Stored data entries
────────
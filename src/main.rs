use asorank_lib::commands::dashboard::{get_app_dashboard, get_overview, get_rank_history};
use asorank_lib::commands::db::app_crud;
use asorank_lib::commands::settings::get_settings;
use asorank_lib::commands::workspace::open_workspace;
use clap::{Parser, Subcommand};
use serde::Serialize;
use std::path::PathBuf;

#[derive(Parser, Debug)]
#[clap(name = "asorank", author, version, about)]
struct Args {
    /// Workspace directory holding the tracking database
    #[clap(short, long, default_value = ".")]
    workspace: PathBuf,

    #[clap(subcommand)]
    command: Command,
}

#[derive(Subcommand, Debug)]
enum Command {
    /// Summary across every tracked app
    Overview,
    /// List registered apps
    Apps,
    /// Stats, leaderboard and rank series for one app
    Dashboard {
        app_id: String,
        /// Chart window: 1d, 7d, 30d or 90d
        #[clap(short, long)]
        range: Option<String>,
    },
    /// Long-run rank summary for one keyword
    History { keyword_id: String },
    /// Print the effective workspace settings
    Settings,
}

#[tokio::main]
async fn main() {
    env_logger::Builder::from_env(env_logger::Env::default().default_filter_or("info")).init();

    let args = Args::parse();
    if let Err(e) = run(args).await {
        log::error!("{e}");
        std::process::exit(1);
    }
}

async fn run(args: Args) -> Result<(), String> {
    let workspace = args.workspace.to_string_lossy().to_string();
    open_workspace(workspace.clone()).await?;

    match args.command {
        Command::Overview => print_json(&get_overview(workspace).await?),
        Command::Apps => print_json(&app_crud(workspace, "list".to_string(), None, None).await?),
        Command::Dashboard { app_id, range } => {
            print_json(&get_app_dashboard(workspace, app_id, range).await?)
        }
        Command::History { keyword_id } => print_json(&get_rank_history(workspace, keyword_id).await?),
        Command::Settings => print_json(&get_settings(workspace).await?),
    }
}

fn print_json<T: Serialize>(value: &T) -> Result<(), String> {
    let raw = serde_json::to_string_pretty(value).map_err(|e| format!("Failed to serialize output: {e}"))?;
    println!("{raw}");
    Ok(())
}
────────
REQUIREMENT >>
All lines of the records above that carry the word "clap" should be listed.

RESPONSE TO THIS EXERCISE >>
use clap::{Parser, Subcommand};
#[clap(name = "asorank", author, version, about)]
    #[clap(short, long, default_value = ".")]
    #[clap(subcommand)]
        #[clap(short, long)]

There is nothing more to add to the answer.